His play at the Open Championship should be proof enough that the 46-year old’s play is still relevant among the youngsters. Highlighted by the fact that he’s had one of best seasons in recent memory in 2016, Mickelson is a player to take a deep look at this week at Baltustrol. He’s the only player in the field to have won at this venue before.
The course is simply too perfect of a set-up for him. Big, long, difficult, straight-forward. It’s funny, for a guy so creative, he doesn’t like deception or courses with non-traditional approaches. He’s made a career out of playing great golf on historically great, big, long golf courses. Once Bubba likes a venue, he likes a venue. He’ll continue to play great golf there.
No missed cuts in recent memory for Bubba and a guy that I like this week.
Probably a player to consider in the “sleeper” category instead, but I think Vegas is a player to do some research on. On one-hand, he’s coming off a win and could be destined for a letdown. On the other hand, he’s a player with back-to-back top-5s and a player with a fresh perspective on the game and the frailty of a career on Tour.
He knows now, after an extreme career drought, the importance of playing well each and every week. Given the status of his current form and his renewed mindset, I’d look Vegas’ way this week.
He played great at the Open Championship a few weeks ago and has been a super-star performer in PGA Championships past.
He’s one of my all-time favorite players and nothing would make me happier than to watch Stricker make it happen at this year’s event at Baltusrol.
21 straight made cuts in majors for Steve Stricker. His PGA Champ record since 2010: T-18, T-12, T-7, T-12, T-7, T-30.

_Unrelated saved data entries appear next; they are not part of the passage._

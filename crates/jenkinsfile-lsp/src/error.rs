//! Errors raised while keeping documents in sync with the editor.

use thiserror::Error;

/// A content change that cannot be applied to the current text.
#[derive(Error, Debug, Clone, PartialEq, Eq)]
pub enum DocumentError {
    #[error("line {line} is past the end of the document ({lines} lines)")]
    LineOutOfRange { line: u32, lines: usize },

    #[error("edit range {start}..{end} is inverted")]
    InvertedRange { start: usize, end: usize },
}
//! Word extraction around a cursor offset.
//!
//! The boundaries follow a trailing-word search on the text up to and
//! including the cursor, and a forward search for the first non-word
//! character from the cursor on. When the cursor sits on a non-word
//! character the left search fails, and the failed search is treated as a
//! start one character before the end of the text. That usually produces an
//! empty token, occasionally a single punctuation character; neither ever
//! names a keyword.
//!
//! Offsets below zero are clamped to the start of the text rather than
//! wrapped around to a huge unsigned value.

use std::ops::Range;

/// Word characters are ASCII letters, digits and underscore.
fn is_word_char(c: char) -> bool {
    c.is_ascii_alphanumeric() || c == '_'
}

/// Character range of the word at `offset`.
///
/// `offset` is a character index. Anything that does not fit a `usize`
/// (negative values in particular) is treated as `0`; offsets past the end
/// are allowed. The returned range is never inverted.
pub fn word_span<O: TryInto<usize>>(text: &str, offset: O) -> Range<usize> {
    let offset = offset.try_into().unwrap_or(0);
    let chars: Vec<char> = text.chars().collect();
    let len = chars.len();

    let prefix = &chars[..offset.saturating_add(1).min(len)];
    let run = prefix.iter().rev().take_while(|c| is_word_char(**c)).count();
    let start = if run > 0 {
        prefix.len() - run
    } else {
        len.saturating_sub(1)
    };

    let end = chars
        .get(offset..)
        .and_then(|rest| rest.iter().position(|c| !is_word_char(*c)))
        .map_or(len, |pos| offset + pos);

    start..end.max(start)
}

/// The word at `offset`, see [`word_span`].
pub fn word_at<O: TryInto<usize>>(text: &str, offset: O) -> &str {
    let span = word_span(text, offset);
    let byte = |idx: usize| {
        text.char_indices()
            .nth(idx)
            .map_or(text.len(), |(byte, _)| byte)
    };
    &text[byte(span.start)..byte(span.end)]
}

— Will Gray (@WillGrayGC) July 25, 2016
One from The Rough (Sleeper)
Guy played great at the U.S. Open for a while before an absolute and utter-Sunday collapse alongside Shane Lowry. But that taste of major championship contention yet again, along with his T22 at Royal Troon last week, along with his T17 last time at Baltusrol, makes him a player to give some consideration to this week.
His last seven weeks of play have been very good and I expect Westwood to continue the solid form this week.
BONUS: Andy Sullivan
The Man with the Trophy
This is a non-statistical selection made based on a gut feeling. I just couldn’t get out of my head, that Spieth was going to come out triumphant in New Jersey at this weekend’s final major.

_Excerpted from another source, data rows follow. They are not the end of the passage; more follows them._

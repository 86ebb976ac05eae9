//! Documentation table for declarative pipeline keywords.

use std::collections::HashMap;
use std::sync::LazyLock;

/// What the Jenkins pipeline syntax reference says about a keyword.
#[derive(Debug, Clone, Copy, PartialEq, Eq)]
pub struct KeywordEntry {
    /// Whether the block must appear, e.g. "Yes" or "At least one".
    pub required: &'static str,
    /// Accepted parameters, or a link to where they are documented.
    pub parameters: &'static str,
    /// Where in the pipeline the block may be placed.
    pub allowed: &'static str,
}

const TOP_LEVEL_AND_STAGE: &str = "In the top-level pipeline block and each stage block.";
const ONCE_IN_PIPELINE: &str = "Only once, inside the pipeline block.";

static KEYWORDS: LazyLock<HashMap<&'static str, KeywordEntry>> = LazyLock::new(|| {
    let entry = |required, parameters, allowed| KeywordEntry {
        required,
        parameters,
        allowed,
    };

    HashMap::from([
        (
            "agent",
            entry(
                "Yes",
                "https://jenkins.io/doc/book/pipeline/syntax/#agent-parameters",
                TOP_LEVEL_AND_STAGE,
            ),
        ),
        ("post", entry("No", "None", TOP_LEVEL_AND_STAGE)),
        ("stages", entry("Yes", "None", ONCE_IN_PIPELINE)),
        ("steps", entry("Yes", "None", "Inside each stage block.")),
        (
            "environment",
            entry(
                "No",
                "None",
                "Inside the pipeline block, or within stage directives.",
            ),
        ),
        ("options", entry("No", "None", ONCE_IN_PIPELINE)),
        ("parameters", entry("No", "None", ONCE_IN_PIPELINE)),
        ("triggers", entry("No", "None", ONCE_IN_PIPELINE)),
        (
            "stage",
            entry(
                "At least one",
                "One mandatory parameter, a string for the name of the stage.",
                "Inside the stages section.",
            ),
        ),
        (
            "tools",
            entry("No", "None", "Inside the pipeline block or a stage block."),
        ),
        ("when", entry("No", "None", "Inside a stage directive")),
    ])
});

/// Look up a keyword by its exact, case-sensitive spelling.
pub fn lookup(name: &str) -> Option<&'static KeywordEntry> {
    KEYWORDS.get(name)
}

/// All known keyword names, sorted.
pub fn names() -> Vec<&'static str> {
    let mut names: Vec<_> = KEYWORDS.keys().copied().collect();
    names.sort_unstable();
    names
}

Despite a “down year” he’s led the PGA Tour in birdies-or-better percentage and he’s third in adjusted scoring (based on venue). This course, with the long rough, isn’t typically a course to fit his game with his driving weakness, but he played so well at last year’s PGA with similar conditions, there’s reason to suspect he may contend this week. I’m taking it a notch further this week.

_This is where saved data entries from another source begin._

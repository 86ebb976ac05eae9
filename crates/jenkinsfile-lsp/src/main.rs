//! Jenkinsfile Language Server entry point.

use anyhow::Result;
use clap::Parser;
use tower_lsp::{LspService, Server};
use tracing_subscriber::EnvFilter;

use jenkinsfile_lsp::{JenkinsfileLanguageServer, keywords};

#[derive(Parser)]
#[command(name = "jenkinsfile-lsp")]
#[command(author, version, about = "Jenkinsfile Language Server", long_about = None)]
struct Cli {
    /// Communicate over stdin/stdout (the only supported transport)
    #[arg(long)]
    stdio: bool,

    /// Log filter directive, e.g. `debug` or `jenkinsfile_lsp=trace`.
    /// Overrides RUST_LOG.
    #[arg(long, value_name = "FILTER")]
    log_level: Option<String>,
}

#[tokio::main]
async fn main() -> Result<()> {
    let cli = Cli::parse();

    let filter = match &cli.log_level {
        Some(directive) => EnvFilter::try_new(directive)?,
        None => EnvFilter::try_from_default_env().unwrap_or_else(|_| EnvFilter::new("info")),
    };

    // Logs go to stderr, stdout carries the protocol
    tracing_subscriber::fmt()
        .with_env_filter(filter)
        .with_writer(std::io::stderr)
        .with_ansi(false)
        .try_init()
        .map_err(|e| anyhow::anyhow!("Failed to initialize logging: {}", e))?;

    tracing::info!(
        "Starting Jenkinsfile Language Server ({} keywords)",
        keywords::names().len()
    );
    if !cli.stdio {
        tracing::debug!("No transport flag given, using stdio");
    }

    let stdin = tokio::io::stdin();
    let stdout = tokio::io::stdout();

    let (service, socket) = LspService::new(JenkinsfileLanguageServer::new);
    Server::new(stdin, stdout, socket).serve(service).await;
    Ok(())
}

On Tour, Spieth is ranked T2 in par-4 scoring on a golf course which doesn’t feature par-5s until the final two holes, 17 & 18. This means while most players feel the need to grind through a difficult stretch, Spieth will be playing a segment of holes which fit his strength. A subtle factor, but one to note.
Back to that “down year.” Consider some of the media spotlight he’s endured and criticism for his Master collapse. Spieth is still 4th in the FedEx Cup ranking for 2016. A final round 68 at the Open lend optimism.
Statistically, on and around the greens have been Spieth’s bread-and-butter. A course like Baltusrol will increase demand around the greens. Phil won it with his short game in 2005, Spieth will do the same in 2016.